10.10.05

ILAÇÕES AUTÁRCICAS

1. Os portugueses não gostam, ou melhor, definitivamente abominam os governos que elegem.
Em 2002 mandaram para casa um governo eleito dois anos antes, que tinha por si metade da Assembleia da República.
Há seis meses atrás deram uma maioria absoluta a Sócrates em reacção às aselhices da maioria de direita, com pouco mais de dois anos de vida.
Ontem, disseram a um Primeiro-Ministro com seis meses de exercício de funções, que também já perderam a pachorra para o seu governo.
A culpa não é, obviamente dos portugueses, mas dos políticos que na oposição lhes vendem ilusões. Os portugueses vivem mal, cada vez pior se comparados com os seus parceiros europeus, e estão fartos disso. Aguardam, ansiosamente, quem os retire da «cauda da Europa», reiterada proposta de todos os políticos e de todos os governos, desde há vinte anos atrás.

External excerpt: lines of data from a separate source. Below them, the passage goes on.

/// Recommendation service client
///
/// Issues `GET /api/recommendations` with the filter criteria as query
/// parameters and decodes the JSON body.
use reqwest::{Client as HttpClient, Url};
use serde::Deserialize;

use crate::{
    config::Config,
    error::{AppError, AppResult},
    models::{FilterCriteria, RecommendationResponse},
    services::providers::RecommendationSource,
};

pub const RECOMMENDATIONS_PATH: &str = "/api/recommendations";

/// Error body the backend sends with a 500
#[derive(Debug, Deserialize)]
struct ErrorBody {
    error: Option<String>,
}

#[derive(Clone)]
pub struct HttpRecommendationSource {
    http_client: HttpClient,
    api_url: String,
}

impl HttpRecommendationSource {
    pub fn new(api_url: impl Into<String>) -> Self {
        Self {
            http_client: HttpClient::new(),
            api_url: api_url.into(),
        }
    }

    /// Creates a client honouring the configured base URL and timeout
    pub fn from_config(config: &Config) -> AppResult<Self> {
        let mut builder = HttpClient::builder();
        if let Some(timeout) = config.request_timeout() {
            builder = builder.timeout(timeout);
        }
        Ok(Self {
            http_client: builder.build()?,
            api_url: config.api_url.clone(),
        })
    }

    /// Full request URL for a search, with percent-encoded query values
    pub fn request_url(&self, criteria: &FilterCriteria) -> AppResult<Url> {
        let base = format!(
            "{}{}",
            self.api_url.trim_end_matches('/'),
            RECOMMENDATIONS_PATH
        );
        Url::parse_with_params(&base, criteria.query_pairs())
            .map_err(|e| AppError::InvalidInput(format!("Invalid API URL {}: {}", base, e)))
    }
}

/// Pulls the backend's `{"error": ...}` message out of a failure body when
/// there is one
fn describe_failure(body: &str) -> String {
    serde_json::from_str::<ErrorBody>(body)
        .ok()
        .and_then(|b| b.error)
        .unwrap_or_else(|| body.to_string())
}

#[async_trait::async_trait]
impl RecommendationSource for HttpRecommendationSource {
    async fn fetch(&self, criteria: &FilterCriteria) -> AppResult<RecommendationResponse> {
        let url = self.request_url(criteria)?;

        let response = self.http_client.get(url).send().await?;

        if !response.status().is_success() {
            let status = response.status();
            let body = response.text().await.unwrap_or_default();
            return Err(AppError::ExternalApi(format!(
                "Recommendation API returned status {}: {}",
                status,
                describe_failure(&body)
            )));
        }

        let response_text = response.text().await?;
        tracing::debug!(response = %response_text, "Raw recommendation response");

        let recommendations: RecommendationResponse = serde_json::from_str(&response_text)
            .map_err(|e| {
                tracing::error!(
                    error = %e,
                    response = %response_text,
                    "Failed to deserialize recommendation response"
                );
                AppError::Parse(e)
            })?;

        tracing::info!(
            usage = %criteria.usage,
            main = recommendations.main.len(),
            additional = recommendations.additional.len(),
            bonus = recommendations.bonus.len(),
            source = self.name(),
            "Recommendations fetched"
        );

        Ok(recommendations)
    }

    fn name(&self) -> &'static str {
        "http"
    }
}
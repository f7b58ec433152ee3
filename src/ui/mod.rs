pub mod accordion;
pub mod controller;
pub mod modal;
pub mod notifier;

pub use accordion::{Accordion, AccordionSection};
pub use controller::{
    ClickOutcome, SearchOutcome, SearchTicket, UiController, FETCH_FAILED_MESSAGE,
};
pub use modal::AboutModal;
pub use notifier::{Notifier, RecordingNotifier, StderrNotifier};
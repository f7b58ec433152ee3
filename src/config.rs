use std::time::Duration;

use serde::Deserialize;

/// Application configuration loaded from environment variables
#[derive(Debug, Deserialize, Clone, PartialEq)]
pub struct Config {
    /// Base URL of the recommendation service
    #[serde(default = "default_api_url")]
    pub api_url: String,

    /// Per-request timeout in seconds; unset means requests may wait forever
    #[serde(default)]
    pub request_timeout_secs: Option<u64>,

    /// Default tracing filter when RUST_LOG is not set
    #[serde(default = "default_log_filter")]
    pub log_filter: String,
}

fn default_api_url() -> String {
    "http://localhost:4567".to_string()
}

fn default_log_filter() -> String {
    "pocket_forecaster=info".to_string()
}

impl Default for Config {
    fn default() -> Self {
        Self {
            api_url: default_api_url(),
            request_timeout_secs: None,
            log_filter: default_log_filter(),
        }
    }
}

impl Config {
    /// Load configuration from environment variables
    pub fn from_env() -> anyhow::Result<Self> {
        dotenvy::dotenv().ok();
        Self::from_vars(std::env::vars())
    }

    /// Load configuration from an explicit set of variables
    pub fn from_vars<I>(vars: I) -> anyhow::Result<Self>
    where
        I: IntoIterator<Item = (String, String)>,
    {
        envy::from_iter::<_, Config>(vars)
            .map_err(|e| anyhow::anyhow!("Failed to load config: {}", e))
    }

    pub fn request_timeout(&self) -> Option<Duration> {
        self.request_timeout_secs.map(Duration::from_secs)
    }
}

2. O sistema eleitoral confinou-se definitivamente a três partidos: o PSD, o PS e o PCP. O CDS desistiu de ser um partido com vida própria, militantes activos e sedes abertas, limitando-se ao estatuto de marca política, eventualmente útil a eventuais associações autárquicas e governativas com o PSD. Potencia o efeito de bloco, de aggiornamento da direita, mas, com excepção de Lisboa e Porto, tem existência fictícia e residual.
O Bloco de Esquerda sucumbiu à sua real dimensão, que não ultrapassa alguns núcleos académicos citadinos. Se saiu disto nas últimas eleições legislativas e conseguiu ultrapassar a sua própria realidade, foi por causa da falência da direita, que permitiu a migração de votos em rodos para a esquerda, ao ponto de sustentar o Bloco e o PC em posições iguais. Refeito o equilíbrio do sistema, o PCP mantém-se, como partido histórico que é, com implantação social real, e o Bloco regressa ao getho eleitoral a que pertence.
3. Uma boa leitura destes dados deveria levar à reforma do sistema eleitoral, definitivamente para círculos uninominais. Em duas voltas, admita-se, para dar espaço negocial aos pequenos partidos. Mas já não há que ter receios ilusórios sobre a diluição de partidos que, de facto, já não existem. Quanto ao perigo da emergência de caciques locais, velho argumento para impedir a reforma, ele existe também no sistema actual, como ficou comprovado com os resultados de ontem.